Joanne Silver and her patient, tolerant husband - - generically named Herb (Bill Irwin), who’s in the Asian import-export business - - arrange sight-seeing tours for the students. They invite the brilliant Xing to their cocktail parties to show him off to benefactors.

Xing’s focus is to prove that the universe existed before the Big Bang, which, he contends, remained hidden due to dark matter, invisible even using the most sophisticated equipment. Xing says that astrophysicists know of the phenomenon of dark matter because of the gravitational pull it exerts on other bodies in the cosmos. He explains this theory to Silver (and us), and the fact that the universe is at least 70% dark energy and dark matter, out of which, he believes, the universe was born.

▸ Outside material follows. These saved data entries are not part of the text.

impl ConfigRecord for InputConfig {
    const FIELDS: &'static [FieldSpec] = &[
        FieldSpec::new("filePath", FieldKind::FilePath),
        FieldSpec::new("plot", FieldKind::Flag),
        FieldSpec::new("blockID", FieldKind::Text),
    ];

    fn values(&self) -> Vec<FieldValue> {
        vec![
            FieldValue::FilePath(self.file_path.clone()),
            FieldValue::Flag(self.plot),
            FieldValue::Text(self.block_id.clone()),
        ]
    }

    fn store(&mut self, index: usize, value: FieldValue) {
        match (index, value) {
            (0, FieldValue::FilePath(v)) => self.file_path = v,
            (1, FieldValue::Flag(v)) => self.plot = v,
            (2, FieldValue::Text(v)) => self.block_id = v,
            _ => {}
        }
    }
}

/// Clock configuration
#[derive(Debug, Clone, PartialEq, Serialize, Deserialize)]
#[serde(default)]
pub struct ClockConfig {
    pub plot: bool,
    pub block_id: String,
    pub time_period: f64,
    pub on_time: f64,
    /// Level before the first edge (0 or 1)
    pub initial_value: i64,
}

impl Default for ClockConfig {
    fn default() -> Self {
        Self {
            plot: false,
            block_id: "Clock".to_string(),
            time_period: 1.2,
            on_time: 0.6,
            initial_value: 0,
        }
    }
}

impl ConfigRecord for ClockConfig {
    const FIELDS: &'static [FieldSpec] = &[
        FieldSpec::new("plot", FieldKind::Flag),
        FieldSpec::new("blockID", FieldKind::Text),
        FieldSpec::new("timePeriod", FieldKind::Float),
        FieldSpec::new("onTime", FieldKind::Float),
        FieldSpec::integer("initialValue", 0, Some(1)),
    ];

    fn values(&self) -> Vec<FieldValue> {
        vec![
            FieldValue::Flag(self.plot),
            FieldValue::Text(self.block_id.clone()),
            FieldValue::Float(self.time_period),
            FieldValue::Float(self.on_time),
            FieldValue::Integer(self.initial_value),
        ]
    }

    fn store(&mut self, index: usize, value: FieldValue) {
        match (index, value) {
            (0, FieldValue::Flag(v)) => self.plot = v,
            (1, FieldValue::Text(v)) => self.block_id = v,
            (2, FieldValue::Float(v)) => self.time_period = v,
            (3, FieldValue::Float(v)) => self.on_time = v,
            (4, FieldValue::Integer(v)) => self.initial_value = v,
            _ => {}
        }
    }
}

/// State machine configuration, shared by Moore and Mealy blocks
#[derive(Debug, Clone, PartialEq, Serialize, Deserialize)]
#[serde(default)]
pub struct MachineConfig {
    pub max_out_size: i64,
    pub plot: bool,
    pub block_id: String,
    /// Next state logic
    pub nsl: String,
    /// Output logic
    pub ol: String,
    pub starting_state: i64,
    pub rising_edge: bool,
    pub nsl_delay: f64,
    pub ol_delay: f64,
    pub register_delay: f64,
}

impl MachineConfig {
    pub fn moore() -> Self {
        Self::with_label("Moore Machine")
    }

    pub fn mealy() -> Self {
        Self::with_label("Mealy Machine")
    }

    fn with_label(label: &str) -> Self {
        Self {
            max_out_size: 1,
            plot: false,
            block_id: label.to_string(),
            nsl: "lambda ps, i: 0".to_string(),
            ol: "lambda ps, i: 0".to_string(),
            starting_state: 0,
            rising_edge: true,
            nsl_delay: 0.01,
            ol_delay: 0.01,
            register_delay: 0.01,
        }
    }
}

impl Default for MachineConfig {
    fn default() -> Self {
        Self::moore()
    }
}

impl ConfigRecord for MachineConfig {
    const FIELDS: &'static [FieldSpec] = &[
        FieldSpec::integer("maxOutSize", 0, None),
        FieldSpec::new("plot", FieldKind::Flag),
        FieldSpec::new("blockID", FieldKind::Text),
        FieldSpec::new("nsl", FieldKind::Expression),
        FieldSpec::new("ol", FieldKind::Expression),
        FieldSpec::integer("startingState", 0, None),
        FieldSpec::new("risingEdge", FieldKind::Flag),
        FieldSpec::new("nsl_delay", FieldKind::Float),
        FieldSpec::new("ol_delay", FieldKind::Float),
        FieldSpec::new("register_delay", FieldKind::Float),
    ];

    fn values(&self) -> Vec<FieldValue> {
        vec![
            FieldValue::Integer(self.max_out_size),
            FieldValue::Flag(self.plot),
            FieldValue::Text(self.block_id.clone()),
            FieldValue::Expression(self.nsl.clone()),
            FieldValue::Expression(self.ol.clone()),
            FieldValue::Integer(self.starting_state),
            FieldValue::Flag(self.rising_edge),
            FieldValue::Float(self.nsl_delay),
            FieldValue::Float(self.ol_delay),
            FieldValue::Float(self.register_delay),
        ]
    }

    fn store(&mut self, index: usize, value: FieldValue) {
        match (index, value) {
            (0, FieldValue::Integer(v)) => self.max_out_size = v,
            (1, FieldValue::Flag(v)) => self.plot = v,
            (2, FieldValue::Text(v)) => self.block_id = v,
            (3, FieldValue::Expression(v)) => self.nsl = v,
            (4, FieldValue::Expression(v)) => self.ol = v,
            (5, FieldValue::Integer(v)) => self.starting_state = v,
            (6, FieldValue::Flag(v)) => self.rising_edge = v,
            (7, FieldValue::Float(v)) => self.nsl_delay = v,
            (8, FieldValue::Float(v)) => self.ol_delay = v,
            (9, FieldValue::Float(v)) => self.register_delay = v,
            _ => {}
        }
    }
}

/// Combinational block configuration
#[derive(Debug, Clone, PartialEq, Serialize, Deserialize)]
#[serde(default)]
pub struct CombinationalConfig {
    pub max_out_size: i64,
    pub plot: bool,
    pub block_id: String,
    pub func: String,
    pub delay: i64,
    pub initial_value: i64,
}

impl Default for CombinationalConfig {
    fn default() -> Self {
        Self {
            max_out_size: 1,
            plot: false,
            block_id: "Combinational Block".to_string(),
            func: "lambda x: x".to_string(),
            delay: 0,
            initial_value: 0,
        }
    }
}

impl ConfigRecord for CombinationalConfig {
    const FIELDS: &'static [FieldSpec] = &[
        FieldSpec::integer("maxOutSize", 0, None),
        FieldSpec::new("plot", FieldKind::Flag),
        FieldSpec::new("blockID", FieldKind::Text),
        FieldSpec::new("func", FieldKind::Expression),
        FieldSpec::integer("delay", 0, None),
        FieldSpec::integer("initialValue", 0, None),
    ];

    fn values(&self) -> Vec<FieldValue> {
        vec![
            FieldValue::Integer(self.max_out_size),
            FieldValue::Flag(self.plot),
            FieldValue::Text(self.block_id.clone()),
            FieldValue::Expression(self.func.clone()),
            FieldValue::Integer(self.delay),
            FieldValue::Integer(self.initial_value),
        ]
    }

    fn store(&mut self, index: usize, value: FieldValue) {
        match (index, value) {
            (0, FieldValue::Integer(v)) => self.max_out_size = v,
            (1, FieldValue::Flag(v)) => self.plot = v,
            (2, FieldValue::Text(v)) => self.block_id = v,
            (3, FieldValue::Expression(v)) => self.func = v,
            (4, FieldValue::Integer(v)) => self.delay = v,
            (5, FieldValue::Integer(v)) => self.initial_value = v,
            _ => {}
        }
    }
}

The Asian students are there, Reiser subtly implies, to support the Reiser Model, his theory of the universe‘s beginnings. Xing doesn’t get that he is supposed to be working for him. He is obsessed with his own work which begins to irritate Reiser. Xing suffers a blow when he spots a rival from his Beijing University days, Zang Ming (Tsao Lei) shaking hands with Reiser in his office. Ming speaks perfect, measured, non-accented English, even among his peers. While Xing strikes out with an American tea shop clerk, Ming is married to a talented Chinese entertainer and has a new baby. In the lab, Xing asks him why he changed his Chinese first name to “Laurence”. We know the answer. Director Shi-Zheng included scenes of the happy couple baptizing their baby; and, at a faculty party, the wife sings Chinese pop and pulls off a hokey final scene from “Madama Butterfly.”

When once again Reiser ignores Xing’s theories, Xing manages to get published in a prestigious astronomy journal, infuriating Reiser. Reiser’s contemporaries deal his inflated ego a blow by complimenting Xing in Reiser’s presence. Xing has gone too far.

There’s an Einsteinian moment in a small kitchen with Xing and his friends. He has been working on his idea of proving dark matter by using string theory, but he can’t get a handle on it. The camera focuses on Xing staring into a pot of boiling rice. The boiling kernels float to the top. Suddenly, he jumps up and shouts the Mandarin equivalent of “Eureka!” subtitled on the screen as “I got it!” He dashes off his findings on a yellow legal pad, tears off the pages, and races to the university, bumping into Reiser on the stairs on the way to his office. Grudgingly, Rieser takes his papers, then complains to his colleagues about Xing’s sloppy presentation; yet they have to admit to him, it’s genius.

Meanwhile, Reiser lauds Xing’s rival for his work on the Reiser Model. Reiser disdains comments from fellow professors (except for one toady) on the brilliance of Xing’s work and shoots Xing down at every opportunity. The unkindest cut of all comes when Xing is passed over for his Ph.D in favor of his mediocre rival. Ye Liu is a wonderful actor. Outside of later scenes depicting him as an enraged man, tearing off the dark blue dress shirt Silver bought him to wear for his dissertation (“Dress for success!”), he conveys his pain, his distress, in stillness and through his deep, dark eyes. He cannot understand how this can be happening to him in this land of opportunity.

A heartbreaking scene occurs between Liu and Streep when, in her glass and stressed-concrete mountainside home, he makes a blundering, feeble attempt to sell her a line of beauty products, the only work he grossly, mistakenly, believes he’s qualified for. The scene is painful to watch. His hands tremble applying cream to Streep’s aging face; he’s clumsy. He has failed, he’s lost face.

The film ends tragically. One critic went so far as to say that it should have ended fifteen minutes before it did. I’m not giving anything away when I say that Xing methodically shows up at his rival’s presentation and shoots him, Reiser, and a few other faculty members, then goes home and commits suicide. But that’s what really happened. Why is it okay to read or hear about such a shooting in the media, like what happened at Virginia Tech, but not to see this kind of real event portrayed as fiction in a film? It has been said that the Chinese student’s real professor was much more sympathetic than Quinn’s depiction. Still, who can really know what motivated Xing to snap, or say what exactly happened, since he is dead. We can only speculate as we do when pondering the birth of the universe.